The real facts about the affordable housing debate

A pile of misinformation skews debate about how much below-market housing developers should have to provide

Peskin and Kim got much of what tenants wanted -- but the moderate majority blocked a key enforcement provision

 

A heated debate has raged around City Hall since last June, when voters raised the affordable housing requirements on private developers to 25 percent. There are now two competing measures to update the ordinance, and good critiques to be made of various aspects of either proposal. But healthy public dialogue is not served when incorrect assertions creep into the debate.

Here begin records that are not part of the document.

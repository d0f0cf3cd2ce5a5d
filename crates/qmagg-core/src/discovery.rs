//! Collection of score records from a result tree.
//!
//! Results of one (algorithm, measure) live under
//! `<results_dir>/<algorithm>/<measure>/` or, when that directory does not
//! exist, directly under `<results_dir>/<algorithm>/`. Two kinds of files are
//! read:
//!
//! - level logs, flat files whose extension is the measure name: one line per
//!   evaluated level, `<value>\t<level>[/<shuffle>]`, `#` starts a comment;
//! - raw evaluator captures: the file holds the evaluator's stdout and an
//!   optional `<file>.status` sidecar holds the job status. Any file of the
//!   measure directory qualifies, and so does a measure-named file whose
//!   layout carries the level (`<name>/<n>.<measure>`,
//!   `<name>/<name>_<n>.<measure>`).
//!
//! Malformed names and lines are skipped with a warning. IO errors on the
//! tree itself are fatal.

use std::collections::BTreeMap;
use std::fs;
use std::io;
use std::path::{Path, PathBuf};
use std::sync::OnceLock;

use regex::Regex;
use walkdir::{DirEntry, WalkDir};

use crate::error::{AggError, PathFailure, Result};
use crate::identity::{classify_path, has_level_layout, RunIdentity, RunName, SEP_SHUFFLE};
use crate::metrics::METRICS;
use crate::score::{parse_score, EvaluatorOutput, JobStatus, ScoreRecord};

const STATUS_EXT: &str = "status";
const IGNORED_EXTS: &[&str] = &[STATUS_EXT, "err", "log", "rcp"];

/// A file or line that could not be turned into a record.
#[derive(Debug, Clone, PartialEq)]
pub struct Skipped {
    pub path: PathBuf,
    /// 1-based line for level-log entries.
    pub line: Option<usize>,
    pub reason: PathFailure,
}

/// Records found under one result root.
#[derive(Debug, Clone, Default)]
pub struct Discovery {
    pub root: PathBuf,
    pub records: Vec<ScoreRecord>,
    pub skipped: Vec<Skipped>,
}

impl Discovery {
    /// Records grouped by network key, in key order.
    pub fn by_network(&self) -> BTreeMap<String, Vec<ScoreRecord>> {
        group_by_network(self.records.iter().cloned())
    }

    pub fn parse_failures(&self) -> usize {
        self.records.iter().filter(|r| r.value.is_err()).count()
    }

    fn add_capture(&mut self, path: &Path) -> Result<()> {
        match read_capture(path)? {
            Ok(record) => self.records.push(record),
            Err(reason) => self.skipped.push(Skipped {
                path: path.to_path_buf(),
                line: None,
                reason,
            }),
        }
        Ok(())
    }
}

pub fn group_by_network(
    records: impl IntoIterator<Item = ScoreRecord>,
) -> BTreeMap<String, Vec<ScoreRecord>> {
    let mut groups: BTreeMap<String, Vec<ScoreRecord>> = BTreeMap::new();
    for record in records {
        groups
            .entry(record.identity.network_key())
            .or_default()
            .push(record);
    }
    groups
}

/// Directory to scan and whether it is the dedicated measure directory.
pub fn result_root(results_dir: &Path, algorithm: &str, measure: &str) -> (PathBuf, bool) {
    let alg_dir = results_dir.join(algorithm);
    let measure_dir = alg_dir.join(measure);
    if measure_dir.is_dir() {
        (measure_dir, true)
    } else {
        (alg_dir, false)
    }
}

fn is_hidden(entry: &DirEntry) -> bool {
    entry.depth() > 0
        && entry
            .file_name()
            .to_str()
            .is_some_and(|name| name.starts_with('.'))
}

fn extension(path: &Path) -> Option<&str> {
    path.extension().and_then(|e| e.to_str())
}

/// Walk the result tree of `algorithm` and parse every relevant file.
pub fn discover(results_dir: &Path, algorithm: &str, measure: &str) -> Result<Discovery> {
    let (root, measure_dir) = result_root(results_dir, algorithm, measure);
    let mut found = Discovery {
        root: root.clone(),
        ..Discovery::default()
    };
    if !root.is_dir() {
        tracing::warn!(event = "discovery.missing_root", root = %root.display());
        return Ok(found);
    }

    let walker = WalkDir::new(&root)
        .sort_by_file_name()
        .into_iter()
        .filter_entry(|e| !is_hidden(e));
    for entry in walker {
        let entry = entry?;
        if !entry.file_type().is_file() {
            continue;
        }
        let path = entry.path();
        match extension(path) {
            Some(ext) if IGNORED_EXTS.contains(&ext) => continue,
            Some(ext) if ext == measure && !has_level_layout(path) => {
                let text = fs::read_to_string(path).map_err(|e| AggError::file_io(path, e))?;
                let (records, skipped) = parse_level_log(path, &text);
                found.records.extend(records);
                found.skipped.extend(skipped);
            }
            Some(ext) if ext == measure => found.add_capture(path)?,
            _ if measure_dir => found.add_capture(path)?,
            _ => continue,
        }
    }

    for record in &found.records {
        METRICS.inc_records();
        if record.value.is_err() {
            METRICS.inc_parse_failures();
        }
    }
    for skip in &found.skipped {
        METRICS.inc_path_failures();
        crate::obs::emit_path_rejected(&skip.path, &skip.reason);
    }
    Ok(found)
}

/// Read one raw evaluator capture and its status sidecar.
fn read_capture(path: &Path) -> Result<std::result::Result<ScoreRecord, PathFailure>> {
    let identity = match classify_path(path) {
        Ok(identity) => identity,
        Err(failure) => return Ok(Err(failure)),
    };
    let stdout = fs::read_to_string(path).map_err(|e| AggError::file_io(path, e))?;
    let status = read_status(path)?;
    let source = path.display().to_string();
    let value = EvaluatorOutput::new(stdout, status).score(&source);
    Ok(Ok(ScoreRecord::new(identity, value, path)))
}

fn status_path(path: &Path) -> PathBuf {
    let mut name = path.file_name().map(|n| n.to_os_string()).unwrap_or_default();
    name.push(".");
    name.push(STATUS_EXT);
    path.with_file_name(name)
}

/// Job status from the sidecar; a missing sidecar means success.
fn read_status(path: &Path) -> Result<JobStatus> {
    let sidecar = status_path(path);
    let text = match fs::read_to_string(&sidecar) {
        Ok(text) => text,
        Err(e) if e.kind() == io::ErrorKind::NotFound => return Ok(JobStatus::Success),
        Err(e) => return Err(AggError::file_io(&sidecar, e)),
    };
    Ok(text.parse().unwrap_or_else(|err: String| {
        tracing::warn!(
            event = "discovery.bad_status",
            path = %sidecar.display(),
            error = %err,
        );
        JobStatus::Failure { exit_code: None }
    }))
}

fn level_re() -> &'static Regex {
    static RE: OnceLock<Regex> = OnceLock::new();
    // A bare level number, or a level name ending in `_<n>`, `-<n>` or `.<n>`.
    RE.get_or_init(|| Regex::new(r"^(?:.*[_.\-])?(\d+)$").expect("level regex is valid"))
}

/// Parse the level logs of one task.
///
/// The run name is the file stem. A shuffle given on a line applies when the
/// stem carries none. Lines with an unparsable value become failed records;
/// lines with an unusable level or shuffle are skipped.
pub fn parse_level_log(path: &Path, text: &str) -> (Vec<ScoreRecord>, Vec<Skipped>) {
    let mut records = Vec::new();
    let mut skipped = Vec::new();

    let name = match path
        .file_stem()
        .and_then(|s| s.to_str())
        .ok_or_else(|| PathFailure::NoFileName {
            path: path.display().to_string(),
        })
        .and_then(|stem| stem.parse::<RunName>())
    {
        Ok(name) => name,
        Err(reason) => {
            skipped.push(Skipped {
                path: path.to_path_buf(),
                line: None,
                reason,
            });
            return (records, skipped);
        }
    };

    for (idx, raw) in text.lines().enumerate() {
        let line = raw.trim();
        if line.is_empty() || line.starts_with('#') {
            continue;
        }
        let (value_tok, rest) = match line.split_once(char::is_whitespace) {
            Some((v, r)) => (v, r.trim()),
            None => (line, ""),
        };
        match level_entry(&name, rest, path, idx + 1) {
            Ok(identity) => records.push(ScoreRecord::new(identity, parse_score(value_tok), path)),
            Err(reason) => skipped.push(Skipped {
                path: path.to_path_buf(),
                line: Some(idx + 1),
                reason,
            }),
        }
    }
    (records, skipped)
}

fn level_entry(
    name: &RunName,
    entry: &str,
    path: &Path,
    line: usize,
) -> std::result::Result<RunIdentity, PathFailure> {
    let (level_tok, shuffle_tok) = match entry.split_once('/') {
        Some((l, s)) => (l.trim(), Some(s.trim())),
        None => (entry, None),
    };
    let invalid_level = || PathFailure::InvalidLevel {
        source_desc: format!("{}:{line}", path.display()),
        value: level_tok.to_string(),
    };
    let level = if level_tok.is_empty() {
        0
    } else {
        let caps = level_re().captures(level_tok).ok_or_else(invalid_level)?;
        caps[1].parse().map_err(|_| invalid_level())?
    };

    let mut name = name.clone();
    if let Some(tok) = shuffle_tok.filter(|t| !t.is_empty()) {
        let digits = tok.strip_prefix(SEP_SHUFFLE).unwrap_or(tok);
        let shuffle = digits
            .parse::<u32>()
            .ok()
            .filter(|_| digits.bytes().all(|b| b.is_ascii_digit()))
            .ok_or_else(|| PathFailure::InvalidIndex {
                name: entry.to_string(),
                separator: SEP_SHUFFLE,
                value: tok.to_string(),
            })?;
        if name.shuffle.is_none() {
            name = name.with_shuffle(shuffle);
        }
    }
    Ok(RunIdentity::new(name, level))
}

First a few facts: With last June’s Prop C, voters expanded the city’s inclusionary housing requirement, by restoring the 15 percent “low and moderate-income” requirement to what it had been before 2012, and adding a new 10 percent “middle-income” requirement.

There's a big difference between what Peskin and Kim want and what Breed and Safai want
There’s a big difference between what Peskin and Kim want and what Breed and Safai want

What do those income levels mean? For rentals, the “lower income” units are affordable to households earning between $34,000 and $60,000 a year (minimum wage families and above), and for condos, to households earning between $60,000 and $107,000 a year. And the new “middle-income” category is affordable to households earning between $68,000 and $108,000 a year for rental units, and up to $140,000 a year for condos. That is the law today.

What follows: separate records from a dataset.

//! Explicit aggregation configuration.
//!
//! [`AggConfig`] describes one (algorithm, measure) aggregation. A
//! [`RunConfig`] TOML file describes a batch: every listed algorithm crossed
//! with every listed measure, sharing directories, seed and update flags.

use std::fs;
use std::path::{Path, PathBuf};
use std::str::FromStr;

use serde::{Deserialize, Serialize};

use crate::error::{AggError, Result};
use crate::reducer::{Expectation, MAX_EXPECTED_RUNS};
use crate::summary::{SummaryForm, SummaryKey, WriteMode};
use crate::update::UpdateFlags;

/// Which summary forms to write.
#[derive(Debug, Clone, Copy, Default, PartialEq, Eq, Serialize, Deserialize)]
#[serde(rename_all = "snake_case")]
pub enum FormSelection {
    Terse,
    Extended,
    #[default]
    Both,
}

impl FormSelection {
    pub fn forms(&self) -> Vec<SummaryForm> {
        match self {
            FormSelection::Terse => vec![SummaryForm::Terse],
            FormSelection::Extended => vec![SummaryForm::Extended],
            FormSelection::Both => vec![SummaryForm::Terse, SummaryForm::Extended],
        }
    }
}

impl FromStr for FormSelection {
    type Err = AggError;

    fn from_str(s: &str) -> Result<Self> {
        match s.trim().to_ascii_lowercase().as_str() {
            "terse" | "res" => Ok(FormSelection::Terse),
            "extended" | "resx" => Ok(FormSelection::Extended),
            "both" | "all" => Ok(FormSelection::Both),
            other => Err(AggError::Config(format!(
                "unknown summary form '{other}' (expected terse, extended or both)"
            ))),
        }
    }
}

impl FromStr for WriteMode {
    type Err = AggError;

    fn from_str(s: &str) -> Result<Self> {
        match s.trim().to_ascii_lowercase().as_str() {
            "replace" => Ok(WriteMode::Replace),
            "merge" => Ok(WriteMode::Merge),
            other => Err(AggError::Config(format!(
                "unknown write mode '{other}' (expected replace or merge)"
            ))),
        }
    }
}

/// Everything one aggregation needs; nothing is read from globals.
#[derive(Debug, Clone, PartialEq, Serialize, Deserialize)]
pub struct AggConfig {
    /// Root holding `<algorithm>/[<measure>/]...` result trees.
    pub results_dir: PathBuf,
    /// Summaries land in `<output_dir>/<algorithm>/`.
    pub output_dir: PathBuf,
    pub algorithm: String,
    pub measure: String,
    pub seed: u64,
    #[serde(default)]
    pub mode: WriteMode,
    #[serde(default)]
    pub revalue: bool,
    #[serde(default)]
    pub forms: FormSelection,
    #[serde(default)]
    pub expectation: Option<Expectation>,
}

impl AggConfig {
    pub fn new(
        results_dir: impl Into<PathBuf>,
        output_dir: impl Into<PathBuf>,
        algorithm: impl Into<String>,
        measure: impl Into<String>,
        seed: u64,
    ) -> Self {
        Self {
            results_dir: results_dir.into(),
            output_dir: output_dir.into(),
            algorithm: algorithm.into(),
            measure: measure.into(),
            seed,
            mode: WriteMode::default(),
            revalue: false,
            forms: FormSelection::default(),
            expectation: None,
        }
    }

    pub fn with_mode(mut self, mode: WriteMode) -> Self {
        self.mode = mode;
        self
    }

    pub fn with_revalue(mut self, revalue: bool) -> Self {
        self.revalue = revalue;
        self
    }

    pub fn with_forms(mut self, forms: FormSelection) -> Self {
        self.forms = forms;
        self
    }

    pub fn with_expectation(mut self, expectation: Option<Expectation>) -> Self {
        self.expectation = expectation;
        self
    }

    pub fn key(&self) -> SummaryKey {
        SummaryKey::new(&self.algorithm, &self.measure)
    }

    pub fn flags(&self) -> UpdateFlags {
        UpdateFlags {
            mode: self.mode,
            revalue: self.revalue,
        }
    }

    /// Directory holding the summaries and manifest of this algorithm.
    pub fn summary_dir(&self) -> PathBuf {
        self.output_dir.join(&self.algorithm)
    }

    pub fn validate(&self) -> Result<()> {
        check_component("algorithm", &self.algorithm)?;
        check_component("measure", &self.measure)?;
        if let Some(exp) = self.expectation {
            if exp.instances == 0 || exp.shuffles == 0 {
                return Err(AggError::Config(format!(
                    "expectation must be at least 1x1, got {}x{}",
                    exp.instances, exp.shuffles
                )));
            }
            match exp.checked_runs() {
                Some(runs) if runs <= MAX_EXPECTED_RUNS => {}
                _ => {
                    return Err(AggError::Config(format!(
                        "expectation {}x{} exceeds {MAX_EXPECTED_RUNS} runs",
                        exp.instances, exp.shuffles
                    )))
                }
            }
        }
        Ok(())
    }
}

/// Algorithm and measure names become path components.
fn check_component(field: &str, value: &str) -> Result<()> {
    if value.is_empty() {
        return Err(AggError::Config(format!("{field} must not be empty")));
    }
    if value == "." || value == ".." || value.contains(['/', '\\']) {
        return Err(AggError::Config(format!(
            "{field} '{value}' must be a single path component"
        )));
    }
    Ok(())
}

/// Batch description loaded from TOML.
#[derive(Debug, Clone, PartialEq, Serialize, Deserialize)]
pub struct RunConfig {
    pub results_dir: PathBuf,
    pub output_dir: PathBuf,
    pub algorithms: Vec<String>,
    pub measures: Vec<String>,
    #[serde(default)]
    pub seed: Option<u64>,
    /// Read the seed from this file when `seed` is not given.
    #[serde(default)]
    pub seed_file: Option<PathBuf>,
    #[serde(default)]
    pub mode: WriteMode,
    #[serde(default)]
    pub revalue: bool,
    #[serde(default)]
    pub forms: FormSelection,
    #[serde(default)]
    pub expectation: Option<Expectation>,
}

impl RunConfig {
    pub fn from_file(path: impl AsRef<Path>) -> Result<Self> {
        let path = path.as_ref();
        let contents = fs::read_to_string(path).map_err(|e| AggError::file_io(path, e))?;
        Self::from_toml_str(&contents)
    }

    pub fn from_toml_str(toml: &str) -> Result<Self> {
        Ok(toml::from_str(toml)?)
    }

    /// The explicit seed, else the content of `seed_file`.
    pub fn resolve_seed(&self) -> Result<u64> {
        match (self.seed, &self.seed_file) {
            (Some(seed), _) => Ok(seed),
            (None, Some(file)) => read_seed_file(file),
            (None, None) => Err(AggError::Config(
                "either seed or seed_file must be set".to_string(),
            )),
        }
    }

    /// One [`AggConfig`] per (algorithm, measure), algorithms outermost.
    pub fn jobs(&self) -> Result<Vec<AggConfig>> {
        if self.algorithms.is_empty() || self.measures.is_empty() {
            return Err(AggError::Config(
                "at least one algorithm and one measure are required".to_string(),
            ));
        }
        let seed = self.resolve_seed()?;
        let mut jobs = Vec::with_capacity(self.algorithms.len() * self.measures.len());
        for algorithm in &self.algorithms {
            for measure in &self.measures {
                let job = AggConfig::new(
                    &self.results_dir,
                    &self.output_dir,
                    algorithm,
                    measure,
                    seed,
                )
                .with_mode(self.mode)
                .with_revalue(self.revalue)
                .with_forms(self.forms)
                .with_expectation(self.expectation);
                job.validate()?;
                jobs.push(job);
            }
        }
        Ok(jobs)
    }
}

/// Read a seed file: the first non-empty line that is not a `#` comment.
pub fn read_seed_file(path: &Path) -> Result<u64> {
    let text = fs::read_to_string(path).map_err(|e| AggError::file_io(path, e))?;
    let line = text
        .lines()
        .map(str::trim)
        .find(|l| !l.is_empty() && !l.starts_with('#'))
        .ok_or_else(|| AggError::Config(format!("seed file {} is empty", path.display())))?;
    line.parse().map_err(|_| {
        AggError::Config(format!(
            "seed file {} holds '{line}', expected an unsigned integer",
            path.display()
        ))
    })
}

#[cfg(test)]
mod tests {
    use super::*;

    const BATCH: &str = r#"
results_dir = "results"
output_dir = "aggregated"
algorithms = ["daoc", "louvain"]
measures = ["nmi", "mod"]
seed = 42
mode = "merge"
forms = "extended"

[expectation]
instances = 3
shuffles = 2
"#;

    #[test]
    fn batch_expands_algorithms_by_measures() {
        let cfg = RunConfig::from_toml_str(BATCH).unwrap();
        let jobs = cfg.jobs().unwrap();
        let pairs: Vec<(String, String)> = jobs
            .iter()
            .map(|j| (j.algorithm.clone(), j.measure.clone()))
            .collect();
        assert_eq!(
            pairs,
            vec![
                ("daoc".into(), "nmi".into()),
                ("daoc".into(), "mod".into()),
                ("louvain".into(), "nmi".into()),
                ("louvain".into(), "mod".into()),
            ]
        );
        assert!(jobs.iter().all(|j| j.seed == 42 && j.mode == WriteMode::Merge));
        assert_eq!(jobs[0].forms.forms(), vec![SummaryForm::Extended]);
        assert_eq!(jobs[0].expectation.unwrap().runs(), 6);
    }

    #[test]
    fn defaults_apply() {
        let cfg = RunConfig::from_toml_str(
            "results_dir = \"r\"\noutput_dir = \"o\"\nalgorithms = [\"a\"]\nmeasures = [\"m\"]\nseed = 1\n",
        )
        .unwrap();
        assert_eq!(cfg.mode, WriteMode::Replace);
        assert_eq!(cfg.forms, FormSelection::Both);
        assert!(!cfg.revalue);
        assert!(cfg.expectation.is_none());
    }

    #[test]
    fn missing_seed_is_rejected() {
        let cfg = RunConfig::from_toml_str(
            "results_dir = \"r\"\noutput_dir = \"o\"\nalgorithms = [\"a\"]\nmeasures = [\"m\"]\n",
        )
        .unwrap();
        assert!(matches!(cfg.jobs(), Err(AggError::Config(_))));
    }

    #[test]
    fn malformed_toml_is_a_config_file_error() {
        let err = RunConfig::from_toml_str("algorithms = [").unwrap_err();
        assert!(matches!(err, AggError::ConfigFile(_)));
    }

    #[test]
    fn seed_file_skips_comments() {
        let dir = tempfile::tempdir().unwrap();
        let path = dir.path().join("seed.txt");
        fs::write(&path, "# benchmark seed\n\n  1234567 \n").unwrap();
        assert_eq!(read_seed_file(&path).unwrap(), 1234567);

        fs::write(&path, "not-a-seed\n").unwrap();
        assert!(matches!(read_seed_file(&path), Err(AggError::Config(_))));
    }

    #[test]
    fn seed_file_used_when_seed_absent() {
        let dir = tempfile::tempdir().unwrap();
        let seed = dir.path().join("seed");
        fs::write(&seed, "77\n").unwrap();
        let text = format!(
            "results_dir = \"r\"\noutput_dir = \"o\"\nalgorithms = [\"a\"]\nmeasures = [\"m\"]\nseed_file = {:?}\n",
            seed.display().to_string()
        );
        let cfg = RunConfig::from_toml_str(&text).unwrap();
        assert_eq!(cfg.resolve_seed().unwrap(), 77);
    }

    #[test]
    fn path_like_names_are_rejected() {
        let cfg = AggConfig::new("r", "o", "../daoc", "nmi", 1);
        assert!(cfg.validate().is_err());
        let cfg = AggConfig::new("r", "o", "daoc", "", 1);
        assert!(cfg.validate().is_err());
        let cfg = AggConfig::new("r", "o", "daoc", "nmi", 1).with_expectation(Some(Expectation {
            instances: 0,
            shuffles: 1,
        }));
        assert!(cfg.validate().is_err());
        assert!(AggConfig::new("r", "o", "daoc", "nmi", 1).validate().is_ok());
    }

    #[test]
    fn oversized_expectation_is_rejected() {
        let grid = |instances, shuffles| {
            AggConfig::new("r", "o", "daoc", "nmi", 1)
                .with_expectation(Some(Expectation { instances, shuffles }))
                .validate()
        };
        assert!(matches!(grid(100_000, 100_000), Err(AggError::Config(_))));
        assert!(matches!(grid(2_000, 1_000), Err(AggError::Config(_))));
        assert!(grid(1_000, 1_000).is_ok());
    }

    #[test]
    fn mode_and_forms_parse_case_insensitively() {
        assert_eq!("Merge".parse::<WriteMode>().unwrap(), WriteMode::Merge);
        assert_eq!("resx".parse::<FormSelection>().unwrap(), FormSelection::Extended);
        assert!("sometimes".parse::<WriteMode>().is_err());
    }
}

Prop C also tasked the city controller to conduct a technical study to determine the final total percentage based on project feasibility. This study has been completed, assuming the same split of lower and middle-income as approved by the voters (67 percent of them).

Now two separate measures about how best to implement the controller’s recommendations are being debated by the Board of Supervisors. There are a lot of nuances to the two proposals, but what has gained most of the political attention is the different emphasis on income levels served.

One measure, sponsored by Supervisors Jane Kim and Aaron Peskin, proposes keeping the 15 percent lower income units as currently exists, and growing the new tier of “middle-income” housing affordable to teachers, up to the maximum feasible amount analyzed by the controller. It’s designed to assume developers will continue to take advantage of the state density bonus, similar to the approach taken by cities like Santa Monica and West Hollywood.

To reach a broader range of incomes, the Kim-Peskin proposal would also make the income levels an average, so units would be provided at affordability levels below and above those low-income and middle-income targets. The proposal also requires that the affordable units be 60 percent family-sized units, including both two- and three-bedroom units.

The other measure, sponsored by Supervisors Ahsha Safai, London Breed, and Katy Tang, proposes reducing the lower income category from 15 percent to 6 percent, adding a new moderate category at 6 percent, and finally an upper middle-income category at another 6 percent, for a total of 18 percent. It assumes that developers who take advantage of the state density bonus could have their inclusionary percentage lowered to as little as 13 percent, but would “make up” the difference in fees. It too calls for family units, at 25 percent of units as two-bedrooms.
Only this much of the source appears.